JAKARTA, AVOLTA – Toyota memperkenalkan prototipe Prius PHEV (Plug-in Hybrid Electric Vehicle), dengan teknologi flex-fuel di Brasil. Mobil ini mampu menggunakan bensin maupun etanol, serta dilengkapi motor listrik.

Disitat Carscoops, kombinasi ini diklaim mampu memangkas emisi karbon dioksida hingga 90 persen, terutama ketika baterai terisi penuh dan bahan bakar yang digunakan adalah etanol. Langkah ini menjadi salah satu inovasi terbaru Toyota untuk menggabungkan energi terbarukan dengan teknologi elektrifikasi.

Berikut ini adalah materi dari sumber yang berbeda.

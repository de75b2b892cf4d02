//! Scripted circle→rectangle derivation sequencer.
//!
//! Purpose
//! - Replay a fixed timeline on one trigger: hide the circle, partition it,
//!   interleave the rows with their outline colors, interlock them into the
//!   exact rectangle, then show the rectangle alone and finally side by side
//!   with the circle.
//! - Stay correct under re-trigger and reset: every queued step carries the
//!   generation it was scheduled under and is dropped unapplied if a reset
//!   has bumped the counter since.
//!
//! The owner injects time (`tick(now)` with any monotonic clock, `next_due`
//! for the next deadline); the sequencer never reads a wall clock, so runs
//! are deterministic.

mod types;

pub use types::{LayoutMode, Phase, Script};
use types::{Scheduled, StepEffect};

use std::time::Duration;

use crate::layout::{arrange_exact_rectangle, arrange_interleaved_outlined};
use crate::sector::{partition_circle, SceneCfg, Sector};

/// One page's derivation state: the sector set, the visibility flags, and the
/// queue of pending scripted steps.
#[derive(Clone, Debug)]
pub struct Timeline {
    cfg: SceneCfg,
    script: Script,
    count: usize,
    generation: u64,
    queue: Vec<Scheduled>,
    phase: Phase,
    layout_mode: LayoutMode,
    sectors: Vec<Sector>,
    show_circle: bool,
    show_rectangle_only: bool,
    show_side_by_side: bool,
    animating: bool,
}

impl Timeline {
    /// Timeline over `count` sectors (128 in the reference flow).
    pub fn new(count: usize, cfg: SceneCfg) -> Self {
        Self::with_script(count, cfg, Script::default())
    }

    pub fn with_script(count: usize, cfg: SceneCfg, script: Script) -> Self {
        Self {
            cfg,
            script,
            count,
            generation: 0,
            queue: Vec::new(),
            phase: Phase::Idle,
            layout_mode: LayoutMode::Circle,
            sectors: Vec::new(),
            show_circle: true,
            show_rectangle_only: false,
            show_side_by_side: false,
            animating: false,
        }
    }

    pub fn phase(&self) -> Phase {
        self.phase
    }

    pub fn layout_mode(&self) -> LayoutMode {
        self.layout_mode
    }

    pub fn sectors(&self) -> &[Sector] {
        &self.sectors
    }

    pub fn is_animating(&self) -> bool {
        self.animating
    }

    pub fn show_circle(&self) -> bool {
        self.show_circle
    }

    pub fn show_rectangle_only(&self) -> bool {
        self.show_rectangle_only
    }

    pub fn show_side_by_side(&self) -> bool {
        self.show_side_by_side
    }

    /// Current run generation. Bumped by `trigger` and `reset`.
    pub fn generation(&self) -> u64 {
        self.generation
    }

    /// Start the scripted run. A no-op while a run is already animating, so
    /// overlapping timelines cannot exist.
    pub fn trigger(&mut self, now: Duration) {
        if self.animating {
            return;
        }
        self.generation += 1;
        self.animating = true;
        self.show_rectangle_only = false;
        let s = self.script;
        self.schedule(now + s.hide_circle, StepEffect::HideCircle);
        self.schedule(now + s.partition, StepEffect::Partition);
        self.schedule(now + s.interleave, StepEffect::Interleave);
        self.schedule(now + s.interlock, StepEffect::Interlock);
        self.schedule(now + s.rectangle_only, StepEffect::RectangleOnly);
        self.schedule(now + s.side_by_side, StepEffect::SideBySide);
        self.schedule(now + s.done, StepEffect::Done);
        // The zero-offset step lands with the trigger itself.
        self.tick(now);
    }

    /// Force the state back to the idle circle. Works at any time; every step
    /// still in flight is stranded on the old generation and will be dropped.
    pub fn reset(&mut self, now: Duration) {
        self.generation += 1;
        self.phase = Phase::Idle;
        self.layout_mode = LayoutMode::Circle;
        self.sectors.clear();
        self.show_circle = true;
        self.show_rectangle_only = false;
        self.show_side_by_side = false;
        self.animating = true;
        self.schedule(now + self.script.reset_settle, StepEffect::ResetSettled);
    }

    /// Apply every step due at or before `now`, earliest first. Stale steps
    /// (scheduled under an older generation) are discarded, never applied.
    /// Returns the number of steps applied.
    pub fn tick(&mut self, now: Duration) -> usize {
        let mut applied = 0;
        loop {
            let next = self
                .queue
                .iter()
                .enumerate()
                .filter(|(_, s)| s.due <= now)
                .min_by_key(|(_, s)| s.due)
                .map(|(i, _)| i);
            let Some(i) = next else { break };
            let step = self.queue.remove(i);
            if step.generation == self.generation {
                self.apply(step.effect);
                applied += 1;
            }
        }
        applied
    }

    /// Earliest deadline still able to fire, if any.
    pub fn next_due(&self) -> Option<Duration> {
        self.queue
            .iter()
            .filter(|s| s.generation == self.generation)
            .map(|s| s.due)
            .min()
    }

    fn schedule(&mut self, due: Duration, effect: StepEffect) {
        self.queue.push(Scheduled {
            due,
            generation: self.generation,
            effect,
        });
    }

    fn apply(&mut self, effect: StepEffect) {
        match effect {
            StepEffect::HideCircle => {
                self.show_circle = false;
                self.phase = Phase::Partitioning;
            }
            StepEffect::Partition => {
                self.sectors = partition_circle(self.count, &self.cfg);
                self.layout_mode = LayoutMode::Circle;
            }
            StepEffect::Interleave => {
                let fresh = partition_circle(self.count, &self.cfg);
                self.sectors = arrange_interleaved_outlined(&fresh, &self.cfg);
                self.layout_mode = LayoutMode::Rectangle;
                self.phase = Phase::Interleaving;
            }
            StepEffect::Interlock => {
                // Keep the row coloring from the previous step; rebuild it if
                // the set emptied in between.
                if self.sectors.is_empty() {
                    let fresh = partition_circle(self.count, &self.cfg);
                    self.sectors = arrange_interleaved_outlined(&fresh, &self.cfg);
                }
                self.sectors = arrange_exact_rectangle(&self.sectors, &self.cfg);
                self.layout_mode = LayoutMode::Rectangle;
                self.phase = Phase::Interlocking;
            }
            StepEffect::RectangleOnly => {
                self.show_rectangle_only = true;
                self.show_circle = false;
                self.show_side_by_side = false;
                self.sectors.clear();
                self.phase = Phase::RectangleOnly;
            }
            StepEffect::SideBySide => {
                self.show_side_by_side = true;
                self.show_circle = true;
                self.show_rectangle_only = true;
                self.phase = Phase::SideBySide;
            }
            StepEffect::Done => {
                self.animating = false;
                self.phase = Phase::Idle;
            }
            StepEffect::ResetSettled => {
                self.animating = false;
            }
        }
    }
}
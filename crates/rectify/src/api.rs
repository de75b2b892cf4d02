//! Curated API surface for the surrounding page/UI collaborator.
//!
//! Prefer these re-exports for clarity and consistency across call sites.

// Geometry kernel
pub use crate::sector::{
    partition_circle, sector_path, svg_path_data, PathCmd, SceneCfg, Sector, SectorId, PALETTE,
};
// Layout engine
pub use crate::layout::{
    arrange_exact_rectangle, arrange_interleaved, arrange_interleaved_outlined,
    arrange_interleaved_recolored, measure, Extent, Fit,
};
// Explore-stage scatter
pub use crate::layout::scatter::{scatter, ReplayToken, ScatterCfg};
// Derivation sequencer
pub use crate::timeline::{LayoutMode, Phase, Script, Timeline};
// Interaction layer
pub use crate::interact::{
    drag_by, rotate_by, ClickRotator, CLICK_TURN, CLICK_WINDOW, DOUBLE_CLICK_TURN,
};
// Apply-stage problems
pub use crate::problems::{practice_set, AreaProblem, GivenSize};
//! Sector record and scene configuration.
//!
//! - `SceneCfg`: centralizes the circle radius, world center, and the
//!   screen-fit width budget used by the interleave clamp.
//! - `SectorId`: stable identifier within one partition generation.
//! - `Sector`: the atomic visual/geometric unit; angular fields are fixed at
//!   partition time, placement and colors are mutable presentation state.

use crate::Vec2;

/// Scene configuration shared by partitioning and layout.
#[derive(Clone, Copy, Debug)]
pub struct SceneCfg {
    /// Circle radius in scene units (pixels in the reference page).
    pub radius: f64,
    /// World-space center of the circle.
    pub center: Vec2<f64>,
    /// Width budget for `Fit::Screen` interleave spacing.
    pub fit_width: f64,
}

impl Default for SceneCfg {
    fn default() -> Self {
        Self {
            radius: 150.0,
            center: Vec2::new(400.0, 300.0),
            fit_width: 700.0,
        }
    }
}

/// Identifier of a sector within one partition generation.
///
/// Regenerating the partition replaces the whole sector set; ids are never
/// patched across generations.
#[derive(Clone, Copy, Debug, PartialEq, Eq, Hash)]
pub struct SectorId(pub usize);

/// A pie-slice wedge of the partitioned circle.
///
/// Invariants:
/// - `angle = end_angle − start_angle`; the local wedge is centered on the
///   up direction (−π/2), so `rotation` alone orients it in the world.
/// - `pos` is the world position of the local origin (the apex), not the
///   centroid.
#[derive(Clone, Debug, PartialEq)]
pub struct Sector {
    pub id: SectorId,
    /// Angular width in radians (2π/N for a uniform partition).
    pub angle: f64,
    pub start_angle: f64,
    pub end_angle: f64,
    /// CSS fill color. Never affects geometry.
    pub color: &'static str,
    /// Optional CSS outline color.
    pub stroke: Option<&'static str>,
    pub pos: Vec2<f64>,
    /// Radians applied around the local origin after translation.
    pub rotation: f64,
}
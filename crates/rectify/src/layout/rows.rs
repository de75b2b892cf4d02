//! Interleaved two-row arrangements (the approximate rectangle).
//!
//! Even-indexed sectors sit on an upper row pointing up, odd-indexed sectors
//! on a lower row rotated a half-turn so they point down into the gaps. Rows
//! are `radius/2` above and below the scene center, spaced horizontally by
//! the sectors' arc length so same-row neighbors visually abut.

use std::f64::consts::PI;

use crate::sector::{SceneCfg, Sector};
use crate::Vec2;

/// Fill colors used when recoloring by circumference half, and the row
/// stroke colors of the outlined variant.
pub(crate) const LEFT_HALF: &str = "#ef4444";
pub(crate) const RIGHT_HALF: &str = "#3b82f6";
const OUTLINED_FILL: &str = "white";

/// Row-spacing policy.
#[derive(Clone, Copy, Debug, PartialEq, Eq)]
pub enum Fit {
    /// Space sectors by their true arc length.
    TrueScale,
    /// Clamp spacing so the total row width stays within
    /// `SceneCfg::fit_width`. Sacrifices true-scale spacing for display fit.
    Screen,
}

enum Recolor {
    Keep,
    ByHalf,
    RowOutline,
}

/// Interleaved rows, original per-sector colors preserved.
pub fn arrange_interleaved(sectors: &[Sector], cfg: &SceneCfg, fit: Fit) -> Vec<Sector> {
    arrange_rows(sectors, cfg, fit, Recolor::Keep)
}

/// Interleaved rows, fill reassigned by horizontal half: left half red,
/// right half blue, emphasizing the two halves of the circumference.
pub fn arrange_interleaved_recolored(sectors: &[Sector], cfg: &SceneCfg, fit: Fit) -> Vec<Sector> {
    arrange_rows(sectors, cfg, fit, Recolor::ByHalf)
}

/// Interleaved rows at true scale, fill white and stroke by row (upper red,
/// lower blue). This is the coloring pass the derivation timeline runs
/// before interlocking.
pub fn arrange_interleaved_outlined(sectors: &[Sector], cfg: &SceneCfg) -> Vec<Sector> {
    arrange_rows(sectors, cfg, Fit::TrueScale, Recolor::RowOutline)
}

fn spacing(count: usize, angle: f64, cfg: &SceneCfg, fit: Fit) -> f64 {
    let arc = cfg.radius * angle;
    match fit {
        Fit::TrueScale => arc,
        // A single sector divides by zero into +inf; the clamp never binds.
        Fit::Screen => arc.min(cfg.fit_width / (count as f64 - 1.0)),
    }
}

fn arrange_rows(sectors: &[Sector], cfg: &SceneCfg, fit: Fit, recolor: Recolor) -> Vec<Sector> {
    let count = sectors.len();
    if count == 0 {
        return Vec::new();
    }
    let step = spacing(count, sectors[0].angle, cfg, fit);
    let total = step * (count as f64 - 1.0);
    let x0 = cfg.center.x - total / 2.0;
    let upper_y = cfg.center.y - cfg.radius / 2.0;
    let lower_y = cfg.center.y + cfg.radius / 2.0;

    sectors
        .iter()
        .enumerate()
        .map(|(i, s)| {
            let upper = i % 2 == 0;
            let x = x0 + step * i as f64;
            let mut out = s.clone();
            out.pos = Vec2::new(x, if upper { upper_y } else { lower_y });
            out.rotation = if upper { 0.0 } else { PI };
            match recolor {
                Recolor::Keep => {}
                Recolor::ByHalf => {
                    out.color = if x - x0 < total / 2.0 {
                        LEFT_HALF
                    } else {
                        RIGHT_HALF
                    };
                }
                Recolor::RowOutline => {
                    out.color = OUTLINED_FILL;
                    out.stroke = Some(if upper { LEFT_HALF } else { RIGHT_HALF });
                }
            }
            out
        })
        .collect()
}
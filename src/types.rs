//! Core simulation types and tuning constants.

use bevy::prelude::*;

/// System sets ordering one fixed-rate simulation tick.
///
/// A tick is clock advance, then on-rails body refresh, then the rocket
/// step. Gravity and collision queries are only consistent after the
/// refresh, so the chain must not be reordered.
#[derive(SystemSet, Debug, Clone, PartialEq, Eq, Hash)]
pub enum SimSet {
    /// Simulation-time advancement
    Clock,
    /// On-rails body state refresh
    Rails,
    /// Rocket integration and surface contact
    Rocket,
}

/// Physical constants (SI units)

/// Standard gravity at Earth's surface (m/s²), the reference for thrust-in-g.
pub const G0: f64 = 9.80665;

/// Maximum engine acceleration in multiples of [`G0`].
pub const MAX_THRUST_G: f64 = 4.0;

/// Turn rate while a rotation control is held (rad/s), ~78°/s.
pub const ANG_SPEED_RAD: f64 = 1.361357;

/// Throttle ramp rate while a throttle control is held (fraction per second).
pub const THROTTLE_RATE: f64 = 0.8;

/// Fixed simulation tick rate (Hz).
pub const TICK_HZ: f64 = 60.0;

/// Time-scale bounds; every assignment and multiply clamps into this range.
pub const TIME_SCALE_MIN: f64 = 0.25;
pub const TIME_SCALE_MAX: f64 = 500.0;

/// Discrete time-scale adjustment factors.
pub const TIME_SCALE_STEP_DOWN: f64 = 0.5;
pub const TIME_SCALE_STEP_UP: f64 = 2.0;

/// Simulation time resource.
///
/// Simulated seconds advance at `scale` times real time and drive the
/// on-rails body positions. Pausing freezes the simulated axis entirely;
/// real time keeps passing but none of it is applied.
#[derive(Resource, Clone, Debug)]
pub struct SimulationTime {
    /// Simulated seconds since the launch epoch
    pub current: f64,
    /// Simulated seconds per real second
    pub scale: f64,
    /// Whether simulation is paused
    pub paused: bool,
    /// Epoch restored by reset
    pub initial: f64,
}

impl Default for SimulationTime {
    fn default() -> Self {
        Self {
            current: 0.0,
            scale: 1.0,
            paused: false,
            initial: 0.0,
        }
    }
}

impl SimulationTime {
    /// Advance by `dt_real` wall-clock seconds, scaled. No-op while paused.
    pub fn advance(&mut self, dt_real: f64) {
        if self.paused {
            return;
        }
        self.current += dt_real * self.scale;
    }

    /// Assign an absolute time scale, clamped to the legal range.
    pub fn set_scale(&mut self, scale: f64) {
        self.scale = scale.clamp(TIME_SCALE_MIN, TIME_SCALE_MAX);
    }

    /// Multiply the time scale, clamped to the legal range.
    pub fn scale_by(&mut self, mult: f64) {
        self.set_scale(self.scale * mult);
    }

    /// Rewind to the launch epoch at normal speed, unpaused.
    pub fn reset(&mut self) {
        self.current = self.initial;
        self.scale = 1.0;
        self.paused = false;
    }
}
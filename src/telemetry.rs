//! Flight readouts for the HUD layer.
//!
//! Pure queries over the live state: everything here is derived, nothing is
//! stored. The embedding UI calls [`flight_readout`] once per frame.

use bevy::math::DVec2;

use crate::bodies::{BodyId, BodyRegistry};
use crate::physics::field_strength;
use crate::rocket::Rocket;
use crate::terrain;

/// Instantaneous flight metrics against the nearest body.
#[derive(Clone, Copy, Debug)]
pub struct FlightReadout {
    /// Body the local metrics are measured against
    pub nearest: BodyId,
    /// Height above the local terrain-aware surface, clamped ≥ 0 (m)
    pub altitude: f64,
    /// Descent rate: positive when moving toward the body (m/s)
    pub descent_speed: f64,
    /// Velocity along the local horizon (m/s)
    pub tangential_speed: f64,
    /// Net gravitational field strength at the rocket (m/s²)
    pub local_gravity: f64,
}

/// Compute the readout for the current tick.
///
/// The radial/tangential split uses the nearest body's current center;
/// speeds are world-frame (not ground-relative), matching what a surface
/// observer would read off a tracking display.
pub fn flight_readout(rocket: &Rocket, registry: &BodyRegistry) -> FlightReadout {
    let body = registry.nearest(rocket.pos);
    let offset = rocket.pos - body.center;
    let r = offset.length();
    let radial = offset / r.max(1e-9);
    let tangent = DVec2::new(-radial.y, radial.x);

    let surface = terrain::surface_radius(body.config, body.center, rocket.pos);

    FlightReadout {
        nearest: body.config.id,
        altitude: (r - surface).max(0.0),
        descent_speed: -rocket.vel.dot(radial),
        tangential_speed: rocket.vel.dot(tangent),
        local_gravity: field_strength(rocket.pos, registry.gravity_sources()),
    }
}
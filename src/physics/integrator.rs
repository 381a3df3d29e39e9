//! Fixed-step integration and surface contact resolution.

use bevy::math::DVec2;

use crate::bodies::BodyRef;
use crate::terrain;

/// Tangential ground-speed damping factor applied per contact tick.
pub const GROUND_DAMPING: f64 = 0.98;

/// Throttle below which a slow rocket counts as parked.
pub const REST_THROTTLE: f64 = 0.02;

/// Ground-relative speed² (m²/s²) below which a parked rocket snaps to an
/// exact standstill instead of creeping asymptotically.
pub const REST_SPEED_SQ: f64 = 0.25;

/// Floor for normalizing the radial direction when clamping to the surface.
const RADIAL_NORM_FLOOR: f64 = 1e-6;

/// One semi-implicit Euler step: velocity from acceleration, then position
/// from the updated velocity.
///
/// The order is load-bearing. The ballistic predictor reuses this exact
/// step so plotted paths agree with live flight tick for tick.
#[inline]
pub fn semi_implicit_euler(pos: &mut DVec2, vel: &mut DVec2, acc: DVec2, dt: f64) {
    *vel += acc * dt;
    *pos += *vel * dt;
}

/// Resolve contact against `body` if `pos` has sunk below its local
/// (terrain-aware) surface. Returns whether contact was resolved.
///
/// Velocity is resolved in the body's ground frame — the frame moving with
/// the orbit's center velocity — so a rocket "at rest" on a moving planet
/// keeps the planet's velocity in world terms:
/// - the position clamps onto the surface along the radial direction,
/// - any inward radial component is removed (no bounce),
/// - tangential ground speed damps each tick, except that a parked rocket
///   ([`REST_THROTTLE`], [`REST_SPEED_SQ`]) snaps to exactly zero.
pub fn resolve_surface_contact(
    pos: &mut DVec2,
    vel: &mut DVec2,
    throttle: f64,
    body: BodyRef<'_>,
) -> bool {
    let offset = *pos - body.center;
    let dist = offset.length();
    let surface = terrain::surface_radius(body.config, body.center, *pos);
    if dist >= surface {
        return false;
    }

    let normal = offset / dist.max(RADIAL_NORM_FLOOR);
    *pos = body.center + normal * surface;

    let mut ground_vel = *vel - body.center_vel;
    let v_radial = ground_vel.dot(normal);
    if v_radial < 0.0 {
        ground_vel -= normal * v_radial;
    }
    if throttle < REST_THROTTLE && ground_vel.length_squared() < REST_SPEED_SQ {
        ground_vel = DVec2::ZERO;
    } else {
        ground_vel *= GROUND_DAMPING;
    }
    *vel = body.center_vel + ground_vel;
    true
}
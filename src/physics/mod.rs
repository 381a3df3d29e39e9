//! Rocket flight physics.
//!
//! Runs in `FixedUpdate` after the clock advance and rails refresh: controls
//! ramp in real time, thrust and gravity integrate over the scaled
//! simulation step, and surface contact resolves against the nearest body.

mod gravity;
mod integrator;

#[cfg(test)]
mod proptest_physics;

pub use gravity::{compute_acceleration, field_strength};
pub use integrator::{
    resolve_surface_contact, semi_implicit_euler, GROUND_DAMPING, REST_SPEED_SQ, REST_THROTTLE,
};

use bevy::math::DVec2;
use bevy::prelude::*;

use crate::bodies::BodyRegistry;
use crate::rocket::{Rocket, RocketControls};
use crate::types::{SimSet, SimulationTime, ANG_SPEED_RAD, G0, MAX_THRUST_G, THROTTLE_RATE};

/// Plugin providing the per-tick rocket step.
pub struct PhysicsPlugin;

impl Plugin for PhysicsPlugin {
    fn build(&self, app: &mut App) {
        app.add_systems(FixedUpdate, rocket_step.in_set(SimSet::Rocket));
    }
}

/// Advance the rocket each fixed tick.
///
/// Skipped while paused; the registry has already been refreshed at the new
/// simulation time by the rails set.
fn rocket_step(
    mut rocket: ResMut<Rocket>,
    controls: Res<RocketControls>,
    registry: Res<BodyRegistry>,
    sim_time: Res<SimulationTime>,
    time: Res<Time>,
) {
    if sim_time.paused {
        return;
    }
    let was_contact = rocket.contact;
    step_rocket(
        &mut rocket,
        &controls,
        &registry,
        sim_time.scale,
        time.delta_secs_f64(),
    );
    if rocket.contact && !was_contact {
        let body = registry.nearest(rocket.pos);
        info!(
            "touchdown on {} at {:.1} m/s ground speed",
            body.config.id.name(),
            (rocket.vel - body.center_vel).length()
        );
    }
}

/// Advance the rocket by one tick of `dt_real` wall-clock seconds.
///
/// Exposed so tests and embedding code can drive flight without an `App`;
/// the live system is a thin wrapper. Order of operations:
/// 1. throttle ramps toward 1/0 while the matching control is held,
/// 2. heading turns at the fixed rate (right positive),
/// 3. fuel drains by throttle × real seconds; an empty tank cuts thrust,
/// 4. thrust + summed gravity integrate semi-implicitly over
///    `dt_real × time_scale`,
/// 5. contact resolves against the nearest body.
pub fn step_rocket(
    rocket: &mut Rocket,
    controls: &RocketControls,
    registry: &BodyRegistry,
    time_scale: f64,
    dt_real: f64,
) {
    if controls.thrust_up {
        rocket.throttle = (rocket.throttle + THROTTLE_RATE * dt_real).min(1.0);
    }
    if controls.thrust_down {
        rocket.throttle = (rocket.throttle - THROTTLE_RATE * dt_real).max(0.0);
    }
    let turn = (controls.turn_right as i32 - controls.turn_left as i32) as f64;
    rocket.heading += ANG_SPEED_RAD * turn * dt_real;

    let thrust_throttle = if rocket.fuel_sec > 0.0 {
        rocket.throttle
    } else {
        0.0
    };
    rocket.fuel_sec = (rocket.fuel_sec - rocket.throttle * dt_real).max(0.0);

    let dt = dt_real * time_scale;
    let thrust_dir = DVec2::new(rocket.heading.sin(), rocket.heading.cos());
    let acc = thrust_dir * (MAX_THRUST_G * thrust_throttle * G0)
        + compute_acceleration(rocket.pos, registry.gravity_sources());
    semi_implicit_euler(&mut rocket.pos, &mut rocket.vel, acc, dt);

    let nearest = registry.nearest(rocket.pos);
    rocket.contact =
        resolve_surface_contact(&mut rocket.pos, &mut rocket.vel, rocket.throttle, nearest);
}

Secara tampilan, Prius PHEV flex-fuel ini tidak memiliki perbedaan mencolok dibanding model standar, kecuali stiker khusus yang menunjukkan kemampuan tri-energy, yaitu bensin, etanol, dan listrik. Meski detail teknis lengkap belum dibagikan, modifikasi pada mesin untuk bisa mengonsumsi etanol diyakini cukup minimal.

Teknologi ini memanfaatkan infrastruktur bahan bakar yang sudah ada di Brasil, di mana etanol menjadi pilihan populer dan terjangkau bagi masyarakat.

Toyota memang melihat Brasil sebagai pasar strategis untuk pengembangan kendaraan rendah emisi. Sebelumnya, pabrikan asal Jepang ini sudah memasarkan Corolla dan Corolla Cross dengan sistem hybrid flex-fuel di negara tersebut.

Kehadiran Prius PHEV dengan teknologi serupa menjadi bagian dari strategi dekarbonisasi yang dinilai realistis, dengan memanfaatkan potensi energi terbarukan yang melimpah.